[PROBLEM TO SOLVE]: Write all of the lines below out again, exactly as they stand.
--------------------------------
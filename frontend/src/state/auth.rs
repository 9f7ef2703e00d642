use std::rc::Rc;

use leptos::*;

use crate::{
    api::{Account, ApiClient, ApiError, LoginRequest},
    state::session::{Session, SessionPhase},
    utils::storage::{KeyValueStore, StorageError, ACCOUNT_KEY, TOKEN_KEY},
};

pub type AuthContext = (ReadSignal<Session>, WriteSignal<Session>);

pub const ADMIN_REQUIRED_MESSAGE: &str = "Access denied. Admin privileges required.";

/// Persisted half of the session: the `token` / `user` pair. This is the
/// only writer of those keys.
#[derive(Clone)]
pub struct SessionStore {
    storage: Rc<dyn KeyValueStore>,
}

impl SessionStore {
    pub fn new(storage: Rc<dyn KeyValueStore>) -> Self {
        Self { storage }
    }

    pub fn for_client(api: &ApiClient) -> Self {
        Self::new(api.storage())
    }

    pub fn load(&self) -> Session {
        let credential = self.storage.get(TOKEN_KEY);
        let account = self.storage.get(ACCOUNT_KEY).and_then(|raw| {
            serde_json::from_str::<Account>(&raw)
                .map_err(|err| log::warn!("Ignoring unreadable cached account: {}", err))
                .ok()
        });
        Session::hydrated(credential, account)
    }

    pub fn persist(&self, credential: &str, account: &Account) -> Result<(), StorageError> {
        let encoded = serde_json::to_string(account).map_err(|err| StorageError::Encode {
            key: ACCOUNT_KEY.to_string(),
            reason: err.to_string(),
        })?;
        self.storage.set(TOKEN_KEY, credential)?;
        self.storage.set(ACCOUNT_KEY, &encoded)
    }

    pub fn cache_account(&self, account: &Account) {
        match serde_json::to_string(account) {
            Ok(encoded) => {
                if let Err(err) = self.storage.set(ACCOUNT_KEY, &encoded) {
                    log::warn!("{}", err);
                }
            }
            Err(err) => log::warn!("Failed to encode account: {}", err),
        }
    }

    pub fn has_credential(&self) -> bool {
        self.storage
            .get(TOKEN_KEY)
            .is_some_and(|token| !token.trim().is_empty())
    }

    pub fn clear(&self) {
        self.storage.remove(TOKEN_KEY);
        self.storage.remove(ACCOUNT_KEY);
    }
}

fn create_auth_context(store: &SessionStore) -> AuthContext {
    create_signal(store.load())
}

#[component]
pub fn AuthProvider(children: Children) -> impl IntoView {
    let api = use_context::<ApiClient>().unwrap_or_else(ApiClient::new);
    let store = SessionStore::for_client(&api);
    let (session, set_session) = create_auth_context(&store);
    provide_context::<AuthContext>((session, set_session));
    provide_context(store.clone());

    spawn_local(async move {
        verify_session(&api, &store, set_session).await;
    });

    view! { <>{children()}</> }
}

pub fn use_auth() -> AuthContext {
    use_context::<AuthContext>().unwrap_or_else(|| create_signal(Session::default()))
}

pub fn use_session_store() -> SessionStore {
    use_context::<SessionStore>().unwrap_or_else(|| {
        let api = use_context::<ApiClient>().unwrap_or_else(ApiClient::new);
        SessionStore::for_client(&api)
    })
}

/// First half of startup verification. Moves `Unknown` forward and reports
/// whether the backend has to be asked.
pub fn start_verification(set_session: WriteSignal<Session>) -> bool {
    set_session
        .try_update(Session::begin_verification)
        .unwrap_or(false)
}

/// Second half: asks `/auth/me` and settles the phase. Any failure, network
/// included, ends in `Unauthenticated` with the persisted pair removed.
pub async fn finish_verification(
    api: &ApiClient,
    store: &SessionStore,
    set_session: WriteSignal<Session>,
) {
    match api.verify().await {
        Ok(account) => {
            let applied = set_session
                .try_update(|session| {
                    let pending = session.phase == SessionPhase::Verifying;
                    session.verified(account.clone());
                    pending
                })
                .unwrap_or(false);
            if applied {
                log::info!("Session verified for {} ({})", account.email, account.role);
                store.cache_account(&account);
            }
        }
        Err(err) => {
            let cleared = set_session
                .try_update(|session| {
                    if session.phase != SessionPhase::Verifying {
                        return false;
                    }
                    session.clear();
                    true
                })
                .unwrap_or(false);
            if cleared {
                log::info!("Session verification failed: {}", err);
                store.clear();
            }
        }
    }
}

pub async fn verify_session(api: &ApiClient, store: &SessionStore, set_session: WriteSignal<Session>) {
    if start_verification(set_session) {
        finish_verification(api, store, set_session).await;
    } else if !store.has_credential() {
        store.clear();
    }
}

/// Signs in through the backend. Only admin accounts are kept; anything
/// else is rejected without touching the session.
pub async fn login_request(
    request: LoginRequest,
    api: &ApiClient,
    store: &SessionStore,
    set_session: WriteSignal<Session>,
) -> Result<(), ApiError> {
    let response = match api.login(&request).await {
        Ok(response) => response,
        Err(err) => {
            store.clear();
            set_session.update(Session::clear);
            return Err(err);
        }
    };

    if !response.user.role.is_admin() {
        log::warn!(
            "Rejected sign-in for {} with role {}",
            response.user.email,
            response.user.role
        );
        return Err(ApiError::forbidden(ADMIN_REQUIRED_MESSAGE));
    }

    if let Err(err) = store.persist(&response.token, &response.user) {
        store.clear();
        set_session.update(Session::clear);
        return Err(err.into());
    }

    log::info!("Signed in as {}", response.user.email);
    set_session.update(|session| session.signed_in(response.token, response.user));
    Ok(())
}

pub fn logout(store: &SessionStore, set_session: WriteSignal<Session>) {
    store.clear();
    set_session.update(Session::clear);
}

/// Ends the session when an admin call comes back `UNAUTHORIZED`. The guard
/// then redirects to the login page. Returns whether the session was ended.
pub fn expire_session(err: &ApiError, store: &SessionStore, set_session: WriteSignal<Session>) -> bool {
    if !err.is_unauthorized() {
        return false;
    }
    log::warn!("Session expired: {}", err);
    logout(store, set_session);
    true
}

pub fn use_login_action() -> Action<LoginRequest, Result<(), ApiError>> {
    let (_session, set_session) = use_auth();
    let api = use_context::<ApiClient>().unwrap_or_else(ApiClient::new);
    let store = use_session_store();

    create_action(move |request: &LoginRequest| {
        let payload = request.clone();
        let api = api.clone();
        let store = store.clone();
        async move { login_request(payload, &api, &store, set_session).await }
    })
}

pub fn use_logout() -> Callback<()> {
    let (_session, set_session) = use_auth();
    let store = use_session_store();
    Callback::new(move |_| logout(&store, set_session))
}

pub fn use_session_expiry() -> Callback<ApiError, bool> {
    let (_session, set_session) = use_auth();
    let store = use_session_store();
    Callback::new(move |err: ApiError| expire_session(&err, &store, set_session))
}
--------------------------------
[RESULT OF THE EXERCISE]:
filename frontend/src/state/auth.rs
repository 9f7ef2703e00d642
use std::rc::Rc;

use leptos::*;

use crate::{
    api::{Account, ApiClient, ApiError, LoginRequest},
    state::session::{Session, SessionPhase},
    utils::storage::{KeyValueStore, StorageError, ACCOUNT_KEY, TOKEN_KEY},
};

pub type AuthContext = (ReadSignal<Session>, WriteSignal<Session>);

pub const ADMIN_REQUIRED_MESSAGE: &str = "Access denied. Admin privileges required.";

/// Persisted half of the session: the `token` / `user` pair. This is the
/// only writer of those keys.
#[derive(Clone)]
pub struct SessionStore {
    storage: Rc<dyn KeyValueStore>,
}

impl SessionStore {
    pub fn new(storage: Rc<dyn KeyValueStore>) -> Self {
        Self { storage }
    }

    pub fn for_client(api: &ApiClient) -> Self {
        Self::new(api.storage())
    }

    pub fn load(&self) -> Session {
        let credential = self.storage.get(TOKEN_KEY);
        let account = self.storage.get(ACCOUNT_KEY).and_then(|raw| {
            serde_json::from_str::<Account>(&raw)
                .map_err(|err| log::warn!("Ignoring unreadable cached account: {}", err))
                .ok()
        });
        Session::hydrated(credential, account)
    }

    pub fn persist(&self, credential: &str, account: &Account) -> Result<(), StorageError> {
        let encoded = serde_json::to_string(account).map_err(|err| StorageError::Encode {
            key: ACCOUNT_KEY.to_string(),
            reason: err.to_string(),
        })?;
        self.storage.set(TOKEN_KEY, credential)?;
        self.storage.set(ACCOUNT_KEY, &encoded)
    }

    pub fn cache_account(&self, account: &Account) {
        match serde_json::to_string(account) {
            Ok(encoded) => {
                if let Err(err) = self.storage.set(ACCOUNT_KEY, &encoded) {
                    log::warn!("{}", err);
                }
            }
            Err(err) => log::warn!("Failed to encode account: {}", err),
        }
    }

    pub fn has_credential(&self) -> bool {
        self.storage
            .get(TOKEN_KEY)
            .is_some_and(|token| !token.trim().is_empty())
    }

    pub fn clear(&self) {
        self.storage.remove(TOKEN_KEY);
        self.storage.remove(ACCOUNT_KEY);
    }
}

fn create_auth_context(store: &SessionStore) -> AuthContext {
    create_signal(store.load())
}

#[component]
pub fn AuthProvider(children: Children) -> impl IntoView {
    let api = use_context::<ApiClient>().unwrap_or_else(ApiClient::new);
    let store = SessionStore::for_client(&api);
    let (session, set_session) = create_auth_context(&store);
    provide_context::<AuthContext>((session, set_session));
    provide_context(store.clone());

    spawn_local(async move {
        verify_session(&api, &store, set_session).await;
    });

    view! { <>{children()}</> }
}

pub fn use_auth() -> AuthContext {
    use_context::<AuthContext>().unwrap_or_else(|| create_signal(Session::default()))
}

pub fn use_session_store() -> SessionStore {
    use_context::<SessionStore>().unwrap_or_else(|| {
        let api = use_context::<ApiClient>().unwrap_or_else(ApiClient::new);
        SessionStore::for_client(&api)
    })
}

/// First half of startup verification. Moves `Unknown` forward and reports
/// whether the backend has to be asked.
pub fn start_verification(set_session: WriteSignal<Session>) -> bool {
    set_session
        .try_update(Session::begin_verification)
        .unwrap_or(false)
}

/// Second half: asks `/auth/me` and settles the phase. Any failure, network
/// included, ends in `Unauthenticated` with the persisted pair removed.
pub async fn finish_verification(
    api: &ApiClient,
    store: &SessionStore,
    set_session: WriteSignal<Session>,
) {
    match api.verify().await {
        Ok(account) => {
            let applied = set_session
                .try_update(|session| {
                    let pending = session.phase == SessionPhase::Verifying;
                    session.verified(account.clone());
                    pending
                })
                .unwrap_or(false);
            if applied {
                log::info!("Session verified for {} ({})", account.email, account.role);
                store.cache_account(&account);
            }
        }
        Err(err) => {
            let cleared = set_session
                .try_update(|session| {
                    if session.phase != SessionPhase::Verifying {
                        return false;
                    }
                    session.clear();
                    true
                })
                .unwrap_or(false);
            if cleared {
                log::info!("Session verification failed: {}", err);
                store.clear();
            }
        }
    }
}

pub async fn verify_session(api: &ApiClient, store: &SessionStore, set_session: WriteSignal<Session>) {
    if start_verification(set_session) {
        finish_verification(api, store, set_session).await;
    } else if !store.has_credential() {
        store.clear();
    }
}

/// Signs in through the backend. Only admin accounts are kept; anything
/// else is rejected without touching the session.
pub async fn login_request(
    request: LoginRequest,
    api: &ApiClient,
    store: &SessionStore,
    set_session: WriteSignal<Session>,
) -> Result<(), ApiError> {
    let response = match api.login(&request).await {
        Ok(response) => response,
        Err(err) => {
            store.clear();
            set_session.update(Session::clear);
            return Err(err);
        }
    };

    if !response.user.role.is_admin() {
        log::warn!(
            "Rejected sign-in for {} with role {}",
            response.user.email,
            response.user.role
        );
        return Err(ApiError::forbidden(ADMIN_REQUIRED_MESSAGE));
    }

    if let Err(err) = store.persist(&response.token, &response.user) {
        store.clear();
        set_session.update(Session::clear);
        return Err(err.into());
    }

    log::info!("Signed in as {}", response.user.email);
    set_session.update(|session| session.signed_in(response.token, response.user));
    Ok(())
}

pub fn logout(store: &SessionStore, set_session: WriteSignal<Session>) {
    store.clear();
    set_session.update(Session::clear);
}

/// Ends the session when an admin call comes back `UNAUTHORIZED`. The guard
/// then redirects to the login page. Returns whether the session was ended.
pub fn expire_session(err: &ApiError, store: &SessionStore, set_session: WriteSignal<Session>) -> bool {
    if !err.is_unauthorized() {
        return false;
    }
    log::warn!("Session expired: {}", err);
    logout(store, set_session);
    true
}

pub fn use_login_action() -> Action<LoginRequest, Result<(), ApiError>> {
    let (_session, set_session) = use_auth();
    let api = use_context::<ApiClient>().unwrap_or_else(ApiClient::new);
    let store = use_session_store();

    create_action(move |request: &LoginRequest| {
        let payload = request.clone();
        let api = api.clone();
        let store = store.clone();
        async move { login_request(payload, &api, &store, set_session).await }
    })
}

pub fn use_logout() -> Callback<()> {
    let (_session, set_session) = use_auth();
    let store = use_session_store();
    Callback::new(move |_| logout(&store, set_session))
}

pub fn use_session_expiry() -> Callback<ApiError, bool> {
    let (_session, set_session) = use_auth();
    let store = use_session_store();
    Callback::new(move |err: ApiError| expire_session(&err, &store, set_session))
}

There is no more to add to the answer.